The paper develops the concept of ‘patterns of (un)empowerment through adult education’ to capture different types of (un)empowered agency based on gains made in adult education. Empirically, we have analysed data from 81 semi-structured life-course interviews with young people belonging to the 1990–1995 birth cohort in seven European countries who have experienced unemployment or early job insecurity. In accordance with the above-described model, we have analysed only those episodes in the interviewees’ life courses where we could identify patterns of realised agency regarding adult education. We have tried to answer the following research questions:

1. What are the patterns of empowerment among people experiencing early job insecurity through adult education?
2. Which factors have hindered the empowerment of people experiencing early job insecurity through adult education?

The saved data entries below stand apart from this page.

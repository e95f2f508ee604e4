//! Error types returned by fallible constructors.
//!
//! Insert and estimate operations never fail: once a sketch exists, every
//! operation is a total function of its state and the key.

use thiserror::Error;

use crate::simd::Backend;

/// Sketch construction error
#[derive(Debug, Clone, Copy, PartialEq, Error)]
pub enum SketchError {
    /// A capacity parameter (`width`, `height` or `size`) was zero.
    #[error("sketch {0} must be non-zero")]
    ZeroCapacity(&'static str),
    /// An error bound passed to [`crate::count_min::Dimensions::from_error_bounds`] is outside (0, 1).
    #[error("error bound {name} = {value} must lie in (0, 1)")]
    InvalidErrorBound { name: &'static str, value: f64 },
    /// Load factor used for equal-memory sizing is not a finite positive number.
    #[error("load factor must be finite and positive, got {0}")]
    InvalidLoadFactor(f64),
    /// The requested SIMD kernel cannot run on this CPU.
    #[error("{0:?} kernel is not supported on this CPU")]
    UnsupportedBackend(Backend),
}

/// Sequence loading error
#[derive(Debug, Error)]
pub enum SequenceError {
    #[error("failed to read sequence: {0}")]
    Io(#[from] std::io::Error),
    #[error("sequence contains no bases")]
    Empty,
}
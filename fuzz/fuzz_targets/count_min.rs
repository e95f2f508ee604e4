#![no_main]

use std::collections::HashMap;

use hd_sketch::{ModuloCountMinSketch, SeededCountMinSketch};
use libfuzzer_sys::fuzz_target;
use rand::rngs::StdRng;
use rand::SeedableRng;
use wyhash::wyhash;

fuzz_target!(|data: &[u8]| {
    if data.len() < 2 {
        return;
    }

    let seed = wyhash(data, 0);
    let width = usize::from(data[0]) + 1;
    let height = usize::from(data[1] % 8) + 1;
    let mut rng = StdRng::seed_from_u64(seed);
    let mut modulo: ModuloCountMinSketch<u32> = ModuloCountMinSketch::new(width, height, &mut rng);
    let mut seeded: SeededCountMinSketch<u32> = SeededCountMinSketch::new(width, height, &mut rng);

    let mut exact: HashMap<u32, u32> = HashMap::new();
    for (i, chunk) in data[2..].chunks(2).enumerate() {
        let key = chunk.iter().fold(0u32, |k, &b| (k << 8) | u32::from(b));
        *exact.entry(key).or_insert(0) += 1;
        if i % 2 == 0 {
            modulo.insert(&key);
            seeded.conservative_insert(&key);
        } else {
            modulo.conservative_insert(&key);
            seeded.insert(&key);
        }
    }

    for (key, &count) in &exact {
        assert!(modulo.estimate(key) >= count);
        assert!(seeded.estimate(key) >= count);
    }
    assert!(modulo.size_of() > 0);
    assert!(seeded.size_of() > 0);
});
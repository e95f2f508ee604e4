//! Row hashing strategies for [`CountMinSketch`](crate::count_min::CountMinSketch).
//!
//! A strategy owns the per-row hash parameters drawn at construction and turns
//! the raw bytes of a key into one hash per row. The sketch reduces each hash
//! modulo its width to pick the row's column.
//!
//! - [`ModuloHashing`]: classic universal hashing `(a * sig + b) mod p` over a
//!   djb2 signature computed once per key.
//! - [`SeededHashing`]: the seeded mixing function applied to the full key once
//!   per row.

use std::mem::size_of_val;

use rand::Rng;

use crate::hash::{hash32, signature};

/// Prime modulus of the universal hash family (smallest prime above 2^32)
pub const LARGE_PRIME: u64 = 4_294_967_311;

/// Hashing strategy of a Count-Min Sketch, selected at compile time.
pub trait RowHashing: Sized {
    /// Draw parameters for `height` rows from `rng`
    fn with_rows<R: Rng + ?Sized>(height: usize, rng: &mut R) -> Self;

    /// Number of rows this strategy hashes for
    fn rows(&self) -> usize;

    /// One hash per row for `key`, in row order
    fn row_hashes<'a>(&'a self, key: &'a [u8]) -> impl Iterator<Item = u64> + 'a;

    /// Heap memory held by row parameters
    fn heap_size(&self) -> usize;
}

/// Universal hashing over the key's djb2 signature
#[derive(Clone, Debug, PartialEq, Eq)]
pub struct ModuloHashing {
    /// `(a, b)` per row, both in `[1, LARGE_PRIME)`
    params: Box<[(u64, u64)]>,
}

impl ModuloHashing {
    /// Return `(a, b)` parameters per row
    pub fn params(&self) -> &[(u64, u64)] {
        &self.params
    }

    /// Hash signature with row parameters, reducing the full sum modulo `LARGE_PRIME`.
    #[inline]
    fn universal(sig: u32, (a, b): (u64, u64)) -> u64 {
        let h = (u128::from(a) * u128::from(sig) + u128::from(b)) % u128::from(LARGE_PRIME);
        h as u64
    }
}

impl RowHashing for ModuloHashing {
    fn with_rows<R: Rng + ?Sized>(height: usize, rng: &mut R) -> Self {
        let params = (0..height)
            .map(|_| (rng.gen_range(1..LARGE_PRIME), rng.gen_range(1..LARGE_PRIME)))
            .collect();
        Self { params }
    }

    #[inline]
    fn rows(&self) -> usize {
        self.params.len()
    }

    #[inline]
    fn row_hashes<'a>(&'a self, key: &'a [u8]) -> impl Iterator<Item = u64> + 'a {
        let sig = signature(key);
        self.params.iter().map(move |&p| Self::universal(sig, p))
    }

    fn heap_size(&self) -> usize {
        size_of_val(&*self.params)
    }
}

/// Seeded mixing hash per row
#[derive(Clone, Debug, PartialEq, Eq)]
pub struct SeededHashing {
    seeds: Box<[u32]>,
}

impl SeededHashing {
    /// Return seed per row
    pub fn seeds(&self) -> &[u32] {
        &self.seeds
    }
}

impl RowHashing for SeededHashing {
    fn with_rows<R: Rng + ?Sized>(height: usize, rng: &mut R) -> Self {
        let seeds = (0..height).map(|_| rng.gen()).collect();
        Self { seeds }
    }

    #[inline]
    fn rows(&self) -> usize {
        self.seeds.len()
    }

    #[inline]
    fn row_hashes<'a>(&'a self, key: &'a [u8]) -> impl Iterator<Item = u64> + 'a {
        self.seeds.iter().map(move |&seed| u64::from(hash32(key, seed)))
    }

    fn heap_size(&self) -> usize {
        size_of_val(&*self.seeds)
    }
}
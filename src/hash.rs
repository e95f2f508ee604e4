//! Hash primitives shared by all sketches.
//!
//! - [`hash32`] is the seeded 32-bit mixing function: every row of the seeded
//!   Count-Min Sketch and both hashes of the HD sketches go through it.
//! - [`signature`] is the seed-independent djb2 signature consumed by the
//!   modulo (universal hashing) Count-Min strategy.

use wyhash::wyhash;

/// Initial state of the djb2 signature
const DJB2_INIT: u32 = 5381;

/// Hash `bytes` with `seed` into a uniformly distributed 32-bit value.
///
/// Built on 64-bit wyhash with both halves folded together, so every output
/// bit depends on the whole 64-bit mix.
#[inline]
pub fn hash32(bytes: &[u8], seed: u32) -> u32 {
    let h = wyhash(bytes, u64::from(seed));
    (h ^ (h >> 32)) as u32
}

/// Rolling multiplicative (djb2) signature of `bytes`
#[inline]
pub fn signature(bytes: &[u8]) -> u32 {
    bytes.iter().fold(DJB2_INIT, |sig, &b| {
        sig.wrapping_shl(5)
            .wrapping_add(sig)
            .wrapping_add(u32::from(b))
    })
}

We carried out a two-step analysis of the interviews. First, each author independently read the extended summaries of the life-course interviews with the aim of identifying types of (un)expanded agency, i.e., agency which has occurred (or was expected to occur) or not after involvement in adult education, based on agency achievements from it. We did not consider the commonality of each type, but rather only whether it represented an expanded agency or lack of agency when viewing the different types of gains made in adult education and different types of improvement of well-being. Second, we compared these types in a combined list from both authors’ identification efforts. There was about 90 percent coincidence in the identified types. We then selected and classified these overlapping types, introducing the notion of patterns of (un)empowerment ([un]empowered agency) to capture different types of (un)empowered agency based on gains made in adult education. Thus, we identified different patterns within the two broad groupings of empowerment: realised empowerment (patterns of expanded agency) and unrealised/stumbled empowerment (patterns of unaccomplished expanded agency). Within each one of these two broad groupings we furher reveal different sub-patterns. Thus we identified patterns of realised empowerment based on improving well-being (e.g. ensuring quality employment) and on different agency achievements (e.g. increased self-esteem). Patterns of unrealised and stumbled empowerment through adult education refer to individuals who are not able to use their agency achievements from involvement in adult education (obtained certificate, acquired knowledge and skills, personal development, and identity formation) as a basis for expanded agency.

The results from the empirical study have shown that the process and results of empowerment through adult education are neither linear nor unproblematic. Instead, it becomes clear that it is only in some cases that the benefits from adult education can lead to empowered agency. In this regard, two groups of factors turn out to be most important. The first one refers to adult education – more concretely, to the quality of the knowledge and skills acquired and specificity of the educational process and its influence on students. The second group of factors includes the socio-economic situation and arrangements which could enable or hamper individual agency.

In line with Paulo Freire’s (2005 [1970]) ideas, the capability approach allowed us to view the empowerment of individuals through adult education as a process which must be forged and accomplished with them, not for them. Such an understanding provides a reliable basis to disagree with those critics of the concept of empowerment who insist that empowerment is a power relationship which, even when the will to empower is well-intentioned, remains “a strategy for regulating the subjectivities of the ‘empowered’… toward an appropriate end” (Cruikshank 1999, p. 69). Thus, in contrast to previous research, the capability approach offers a fruitful viewpoint from which to rethink education (e.g. Walker and Unterhalter 2007) by taking into account the wider benefits it could have, not only for the individual but also for society.